CHATTANOOGA, Tenn. (May 18, 2010) – For the first time, the Mooney Aircraft Pilots Association (MAPA) Safety Foundation, Inc. will bring its acclaimed Mooney pilot proficiency program to Tennessee. It will be held May 21-23 at the Chattanooga-Lovell Field airport (CHA). The event will play host to over 30 Mooney aircraft plus their pilots, passengers and instructors for the 3-day event.

Ted Corsones, COO of MAPA commented on the value Chattanooga offers for the gathering “There are few places where you can experience so many world-class attractions and visit so many sites as the Chattanooga area. We are aware of the state of the economy for our membership and are looking to host a successful event promoting aviation safety. The airport and TAC Air have given their support through discounts on fuel and fees and have been a pleasure to work with”.
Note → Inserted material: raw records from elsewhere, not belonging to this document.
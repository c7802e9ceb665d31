//! Audio subsystem module

pub mod buffer;
pub mod playback;
pub mod resampler;
pub mod sample;
pub mod source;

pub use buffer::SampleRing;
pub use playback::{Player, SinkScheduler};
pub use sample::Sample;
pub use source::FileSource;
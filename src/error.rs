//! Error types for the broadcast pipeline

use thiserror::Error;

/// Main error type for the application
#[derive(Error, Debug)]
pub enum Error {
    #[error("Audio error: {0}")]
    Audio(#[from] AudioError),

    #[error("Protocol error: {0}")]
    Protocol(#[from] ProtocolError),

    #[error("Network error: {0}")]
    Network(#[from] NetworkError),

    #[error("IO error: {0}")]
    Io(#[from] std::io::Error),
}

/// Audio subsystem errors
#[derive(Error, Debug)]
pub enum AudioError {
    #[error("Failed to open source file {path}: {reason}")]
    SourceOpen { path: String, reason: String },

    #[error("No decodable audio track in source")]
    NoAudioTrack,

    #[error("Decode failed: {0}")]
    DecodeFailed(String),

    #[error("Resampler initialization failed: {0}")]
    ResamplerInit(String),

    #[error("No output device available")]
    NoOutputDevice,

    #[error("Failed to open output stream: {0}")]
    StreamError(String),
}

/// Wire framing and payload errors
#[derive(Error, Debug)]
pub enum ProtocolError {
    #[error("Unsupported message type: {0:#x}")]
    UnknownTag(u64),

    #[error("Malformed payload for tag {tag:#x}: {reason}")]
    MalformedPayload { tag: u64, reason: String },

    #[error("Payload length {0} exceeds limit")]
    OversizedPayload(u64),

    #[error("Failed to serialize message: {0}")]
    Serialize(String),

    #[error("Stream closed mid-frame")]
    TruncatedStream,
}

/// Transport errors
#[derive(Error, Debug)]
pub enum NetworkError {
    #[error("Failed to bind {addr}: {reason}")]
    BindFailed { addr: String, reason: String },

    #[error("Failed to connect to {addr}: {reason}")]
    ConnectFailed { addr: String, reason: String },

    #[error("Write to {addr} failed: {reason}")]
    WriteFailed { addr: String, reason: String },

    #[error("Gave up connecting after {0} attempts")]
    ReconnectExhausted(u32),
}

/// Result type alias for the application
pub type Result<T> = std::result::Result<T, Error>;
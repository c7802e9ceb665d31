//! Broadcast Client Application
//!
//! Connects to a broadcast server and plays the stream on the default
//! output device, aligned with the server's wall-clock timeline.

use anyhow::Result;
use tokio::sync::watch;
use tracing_subscriber::{layer::SubscriberExt, util::SubscriberInitExt};

use lan_audio_broadcast::config::AppConfig;
use lan_audio_broadcast::network::StreamClient;

#[tokio::main]
async fn main() -> Result<()> {
    tracing_subscriber::registry()
        .with(tracing_subscriber::EnvFilter::new(
            std::env::var("RUST_LOG").unwrap_or_else(|_| "info".into()),
        ))
        .with(tracing_subscriber::fmt::layer())
        .init();

    let host = match std::env::args().nth(1) {
        Some(host) => host,
        None => {
            eprintln!("Usage: client <host>");
            std::process::exit(2);
        }
    };

    tracing::info!("Starting broadcast client");

    let config = AppConfig::default();
    let (shutdown_tx, shutdown_rx) = watch::channel(false);

    tokio::spawn(async move {
        wait_for_signal().await;
        tracing::info!("shutdown signal received");
        let _ = shutdown_tx.send(true);
    });

    let mut client = StreamClient::new(&host, config);
    client.run(shutdown_rx).await?;

    Ok(())
}

/// Resolve on SIGINT or SIGTERM.
async fn wait_for_signal() {
    #[cfg(unix)]
    {
        use tokio::signal::unix::{signal, SignalKind};
        match signal(SignalKind::terminate()) {
            Ok(mut term) => {
                tokio::select! {
                    _ = tokio::signal::ctrl_c() => {}
                    _ = term.recv() => {}
                }
            }
            Err(e) => {
                tracing::warn!("failed to install SIGTERM handler: {e}");
                let _ = tokio::signal::ctrl_c().await;
            }
        }
    }
    #[cfg(not(unix))]
    {
        let _ = tokio::signal::ctrl_c().await;
    }
}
While the company has undergone several incarnations since being founded in1929, Mooney aircraft has enjoyed a loyal following among general aviation (GA) enthusiasts and are noted for their speed, safety, industry innovations, range and signature forward leaning vertical stabilizer tail design.
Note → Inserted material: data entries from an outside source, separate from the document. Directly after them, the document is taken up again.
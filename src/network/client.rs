//! Reconnecting client
//!
//! A supervisor loop drives an explicit connection state machine:
//! disconnected, connecting, connected, shutting down. Shutdown is
//! observable from every state. While connected, a read task ingests
//! audio and latency replies, and a 100 ms ticker sends time probes and
//! watches the latency estimate.

use std::sync::Arc;

use bytes::BytesMut;
use tokio::io::{AsyncReadExt, AsyncWriteExt};
use tokio::net::tcp::OwnedReadHalf;
use tokio::net::TcpStream;
use tokio::sync::watch;

use crate::audio::Player;
use crate::config::AppConfig;
use crate::constants::{FRAME_STALE_CUTOFF, INITIAL_LATENCY, LATENCY_WARN_THRESHOLD};
use crate::error::{NetworkError, ProtocolError, Result};
use crate::protocol::{framing, Message, TimeProbe, WireTime};
use crate::sync::{format_duration, SyncClock};

enum ClientState {
    Disconnected,
    Connecting,
    Connected(TcpStream),
    ShuttingDown,
}

/// The listener endpoint: dials the server, keeps a synchronized clock
/// and feeds the player until told to shut down.
pub struct StreamClient {
    address: String,
    config: AppConfig,
    clock: Arc<SyncClock>,
    player: Arc<Player>,
    attempts: u32,
}

impl StreamClient {
    pub fn new(host: &str, config: AppConfig) -> Self {
        let address = format!("{host}:{}", config.network.port);
        let clock = Arc::new(SyncClock::new(INITIAL_LATENCY));
        let player = Arc::new(Player::new(clock.clone(), &config.audio, &config.playback));

        Self {
            address,
            config,
            clock,
            player,
            attempts: 0,
        }
    }

    /// Drive the state machine until shutdown or reconnect exhaustion.
    pub async fn run(&mut self, mut shutdown: watch::Receiver<bool>) -> Result<()> {
        let mut state = ClientState::Disconnected;

        loop {
            state = match state {
                ClientState::Disconnected => {
                    let max = self.config.network.reconnect_max_attempts;
                    if self.attempts >= max {
                        tracing::error!("tried to connect {max} times, giving up");
                        return Err(NetworkError::ReconnectExhausted(max).into());
                    }

                    // first dial is immediate; redials wait out the interval
                    if self.attempts > 0 {
                        tokio::select! {
                            _ = tokio::time::sleep(self.config.network.reconnect_interval) => {
                                ClientState::Connecting
                            }
                            _ = shutdown.changed() => ClientState::ShuttingDown,
                        }
                    } else {
                        ClientState::Connecting
                    }
                }
                ClientState::Connecting => {
                    self.attempts += 1;
                    match TcpStream::connect(&self.address).await {
                        Ok(stream) => {
                            tracing::info!("connected to {}", self.address);
                            self.attempts = 0;
                            ClientState::Connected(stream)
                        }
                        Err(e) => {
                            let err = NetworkError::ConnectFailed {
                                addr: self.address.clone(),
                                reason: e.to_string(),
                            };
                            tracing::warn!(
                                "{err}, retry in {}",
                                format_duration(self.config.network.reconnect_interval)
                            );
                            ClientState::Disconnected
                        }
                    }
                }
                ClientState::Connected(stream) => self.serve_connection(stream, &mut shutdown).await,
                ClientState::ShuttingDown => {
                    self.player.shutdown();
                    tracing::info!("client disconnect");
                    return Ok(());
                }
            };
        }
    }

    /// Run one live connection to completion. Returns the next state.
    async fn serve_connection(
        &self,
        stream: TcpStream,
        shutdown: &mut watch::Receiver<bool>,
    ) -> ClientState {
        self.player.start();

        let (read_half, mut write_half) = stream.into_split();
        let mut reader = tokio::spawn(read_loop(
            read_half,
            self.player.clone(),
            self.clock.clone(),
        ));

        let mut tick = tokio::time::interval(self.config.network.probe_interval);
        tick.set_missed_tick_behavior(tokio::time::MissedTickBehavior::Skip);

        let next = loop {
            tokio::select! {
                _ = shutdown.changed() => break ClientState::ShuttingDown,
                _ = &mut reader => break ClientState::Disconnected,
                _ = tick.tick() => {
                    let probe = Message::TimeProbe(TimeProbe { time: WireTime::now() });
                    match framing::encode_message(&probe) {
                        Ok(bytes) => {
                            // non-fatal; a dead peer surfaces on the read side
                            if let Err(e) = write_half.write_all(&bytes).await {
                                tracing::warn!(
                                    "time probe: {}",
                                    NetworkError::WriteFailed {
                                        addr: self.address.clone(),
                                        reason: e.to_string(),
                                    }
                                );
                            }
                        }
                        Err(e) => tracing::warn!("failed to encode time probe: {e}"),
                    }

                    let latency = self.clock.latency();
                    if latency > LATENCY_WARN_THRESHOLD {
                        tracing::warn!("latency is high: {}", format_duration(latency));
                    }
                }
            }
        };

        reader.abort();
        self.player.release();
        tracing::info!("connection closed: {}", self.address);

        next
    }
}

/// Decode inbound messages until the stream ends or a decode error
/// forces a close. Audio frames are handed to a detached blocking task
/// because ring enqueue may block for backpressure.
async fn read_loop(mut read_half: OwnedReadHalf, player: Arc<Player>, clock: Arc<SyncClock>) {
    let mut acc = BytesMut::with_capacity(64 * 1024);

    loop {
        loop {
            match framing::try_decode(&mut acc) {
                Ok(Some(Message::Audio(frame))) => {
                    if frame.is_empty() {
                        continue;
                    }
                    if let Some(lag) = player.frame_lag(&frame) {
                        if lag > FRAME_STALE_CUTOFF {
                            tracing::warn!("dropping audio late by {}", format_duration(lag));
                            continue;
                        }
                    }

                    let player = player.clone();
                    tokio::task::spawn_blocking(move || {
                        player.ingest(&frame);
                    });
                }
                Ok(Some(Message::LatencyReply(reply))) => {
                    clock.update(&reply);
                }
                Ok(Some(other)) => {
                    tracing::error!("unexpected message {:#x} from server", other.tag());
                }
                Ok(None) => break,
                Err(e) => {
                    tracing::error!("read message error: {e}");
                    return;
                }
            }
        }

        match read_half.read_buf(&mut acc).await {
            Ok(0) => {
                if !acc.is_empty() {
                    tracing::warn!("{}", ProtocolError::TruncatedStream);
                }
                return;
            }
            Ok(_) => {}
            Err(e) => {
                tracing::warn!("read error: {e}");
                return;
            }
        }
    }
}

#[cfg(test)]
mod tests {
    use super::*;
    use std::time::Duration;
    use tokio::net::TcpListener;

    fn fast_config(port: u16, max_attempts: u32) -> AppConfig {
        let mut config = AppConfig::default();
        config.network.port = port;
        config.network.reconnect_interval = Duration::from_millis(20);
        config.network.reconnect_max_attempts = max_attempts;
        config
    }

    async fn unused_port() -> u16 {
        // bind then drop so connections to the port are refused
        let listener = TcpListener::bind("127.0.0.1:0").await.unwrap();
        listener.local_addr().unwrap().port()
    }

    #[tokio::test]
    async fn reconnect_exhaustion_is_fatal() {
        let port = unused_port().await;
        let (_tx, rx) = watch::channel(false);
        let mut client = StreamClient::new("127.0.0.1", fast_config(port, 3));

        let result = tokio::time::timeout(Duration::from_secs(5), client.run(rx))
            .await
            .expect("run should give up quickly");

        match result {
            Err(crate::Error::Network(NetworkError::ReconnectExhausted(3))) => {}
            other => panic!("expected reconnect exhaustion, got {other:?}"),
        }
    }

    #[tokio::test]
    async fn shutdown_is_observed_while_connected() {
        let listener = TcpListener::bind("127.0.0.1:0").await.unwrap();
        let port = listener.local_addr().unwrap().port();

        // hold the accepted socket open for the duration of the test
        let server = tokio::spawn(async move {
            let (stream, _) = listener.accept().await.unwrap();
            tokio::time::sleep(Duration::from_secs(5)).await;
            drop(stream);
        });

        let (tx, rx) = watch::channel(false);
        let mut client = StreamClient::new("127.0.0.1", fast_config(port, 3));

        let run = tokio::spawn(async move { client.run(rx).await });
        tokio::time::sleep(Duration::from_millis(100)).await;
        tx.send(true).unwrap();

        let result = tokio::time::timeout(Duration::from_secs(2), run)
            .await
            .expect("shutdown must be prompt")
            .unwrap();
        assert!(result.is_ok());

        server.abort();
    }
}
pub mod client;
pub mod gateway;
pub mod resource;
One reason for the excitement of what would otherwise be an unnoticed event is the fact that general aviation took a huge hit with the recession. Nationally, GA aircraft sales and flight volume plummeted over 30% from a peak in 2007 to 2009. GA fuel sales were “soft” in 2009 according to TAC Air, but only off approximately 10% from a 2007 peak.
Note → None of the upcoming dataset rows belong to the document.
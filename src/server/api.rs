use std::sync::Arc;

use axum::{
    Json,
    extract::{FromRef, Query, State, rejection::QueryRejection},
    http::{StatusCode, header},
    response::IntoResponse,
};
use prometheus_client::registry::Registry;
use serde::Deserialize;
use tokio_util::sync::CancellationToken;
use tracing::{debug, warn};

use crate::config::VERSION;
use crate::error::StatusError;
use crate::health::HealthState;
use crate::metrics::{self, Metrics};
use crate::status::{StatusComposer, StatusResponse};

/// Application state shared across handlers
#[derive(Clone)]
pub struct AppState {
    pub composer: Arc<StatusComposer>,
    pub health: HealthState,
    pub metrics: Arc<Metrics>,
    pub registry: Arc<Registry>,
    /// Cancelled on shutdown; each request composes under a child token.
    pub cancel: CancellationToken,
    /// Version compared against the client's `version` parameter.
    pub server_version: String,
}

impl AppState {
    pub fn new(
        composer: Arc<StatusComposer>,
        metrics: Arc<Metrics>,
        registry: Arc<Registry>,
        cancel: CancellationToken,
    ) -> Self {
        Self {
            composer,
            health: HealthState::new(),
            metrics,
            registry,
            cancel,
            server_version: VERSION.to_string(),
        }
    }
}

impl FromRef<AppState> for HealthState {
    fn from_ref(state: &AppState) -> Self {
        state.health.clone()
    }
}

/// Query parameters for the status endpoint
#[derive(Debug, Default, Deserialize)]
pub struct StatusQuery {
    pub namespace: Option<String>,
    pub version: Option<String>,
}

/// Status report for one namespace.
///
/// Always answers 200; failures are carried in the envelope code, including
/// query strings that do not decode.
pub async fn get_status(
    State(state): State<AppState>,
    query: Result<Query<StatusQuery>, QueryRejection>,
) -> Json<StatusResponse> {
    let response = match query {
        Ok(Query(params)) => status_for(&state, params).await,
        Err(rejection) => {
            StatusResponse::from_result(Err(StatusError::InvalidNamespace(rejection.body_text())))
        }
    };

    state.metrics.record_response(response.status.code);
    Json(response)
}

async fn status_for(state: &AppState, params: StatusQuery) -> StatusResponse {
    let namespace = params.namespace.unwrap_or_default();
    debug!(namespace = %namespace, client_version = ?params.version, "Status request received");

    match params.version.as_deref() {
        Some(version) if !version.is_empty() && version != state.server_version => {
            warn!(
                client_version = %version,
                server_version = %state.server_version,
                "Rejecting status request from mismatched client"
            );
            StatusResponse::version_mismatch()
        }
        _ => {
            let cancel = state.cancel.child_token();
            let composed = state.composer.compose(&namespace, &cancel).await;
            StatusResponse::from_result(composed.map(|composition| composition.report))
        }
    }
}

/// OpenMetrics text for the registry.
pub async fn get_metrics(State(state): State<AppState>) -> impl IntoResponse {
    match metrics::render(&state.registry) {
        Ok(buf) => (
            StatusCode::OK,
            [(
                header::CONTENT_TYPE,
                "application/openmetrics-text; version=1.0.0; charset=utf-8",
            )],
            buf,
        ),
        Err(_) => (
            StatusCode::INTERNAL_SERVER_ERROR,
            [(header::CONTENT_TYPE, "text/plain; charset=utf-8")],
            "Failed to encode metrics".to_string(),
        ),
    }
}
//! Kubernetes connection for the `serve` command.

use std::fmt::Display;

use tracing::debug;

use crate::error::StatusError;

/// Connect to the cluster whose operator objects the status report reads.
///
/// A named `--context` is resolved from the local kubeconfig. Without one the
/// pod's service account is tried first, since `serve` normally runs inside
/// the cluster, and the default kubeconfig is the fallback.
pub async fn build_client(context: Option<&str>) -> Result<kube::Client, StatusError> {
    let config = match context {
        Some(ctx) => context_config(ctx).await?,
        None => match kube::Config::incluster() {
            Ok(config) => {
                debug!("Reading status objects with the in-cluster service account");
                config
            }
            Err(e) => {
                debug!(error = %e, "No in-cluster service account, reading the local kubeconfig");
                kube::Config::infer()
                    .await
                    .map_err(|e| StatusError::Kubeconfig(e.to_string()))?
            }
        },
    };

    kube::Client::try_from(config).map_err(|e| StatusError::Kubeconfig(e.to_string()))
}

async fn context_config(ctx: &str) -> Result<kube::Config, StatusError> {
    debug!(context = %ctx, "Reading status objects through kubeconfig context");
    let kubeconfig = kube::config::Kubeconfig::read().map_err(|e| context_error(ctx, e))?;
    let options = kube::config::KubeConfigOptions {
        context: Some(ctx.to_string()),
        ..Default::default()
    };
    kube::Config::from_custom_kubeconfig(kubeconfig, &options)
        .await
        .map_err(|e| context_error(ctx, e))
}

fn context_error(ctx: &str, err: impl Display) -> StatusError {
    StatusError::Kubeconfig(format!("context '{}': {}", ctx, err))
}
Industry experts believe that while the worst for GA is over, the recovery will be gradual. Because of that, every local event involving GA is welcomed by TAC Air.

On the other hand, a recent event to be noticed even during the best of times was the AT&T Annual Meeting in Chattanooga on April 30th. According to AT&T’s web site, the average attendance at their shareholder’s meeting is around 250. While that may not be a huge event in terms of number of attendees, it does bring in a significant volume of business jet traffic. And with that û a surge in jet fuel sales. “We were fully staffed for the event.” according to Pam McAllister, general manager of TAC Air CHA. “Our fuel sales and traffic volume doubled. Anytime an event such as a sports team coming through on a chartered aircraft, a corporate meeting or entertainers utilizing GA services it means an increase in our payroll, sales tax collections and revenue to the airport û all of which is good for Chattanooga and our airport”.

TAC Air, a division of Truman Arnold Companies, is the fixed base operation (FBO) at CHA that provides fuel, ground support services and hangar space for GA aircraft. Without the services of an FBO present at the airport, Chattanooga would simply not be a viable option for these types of events.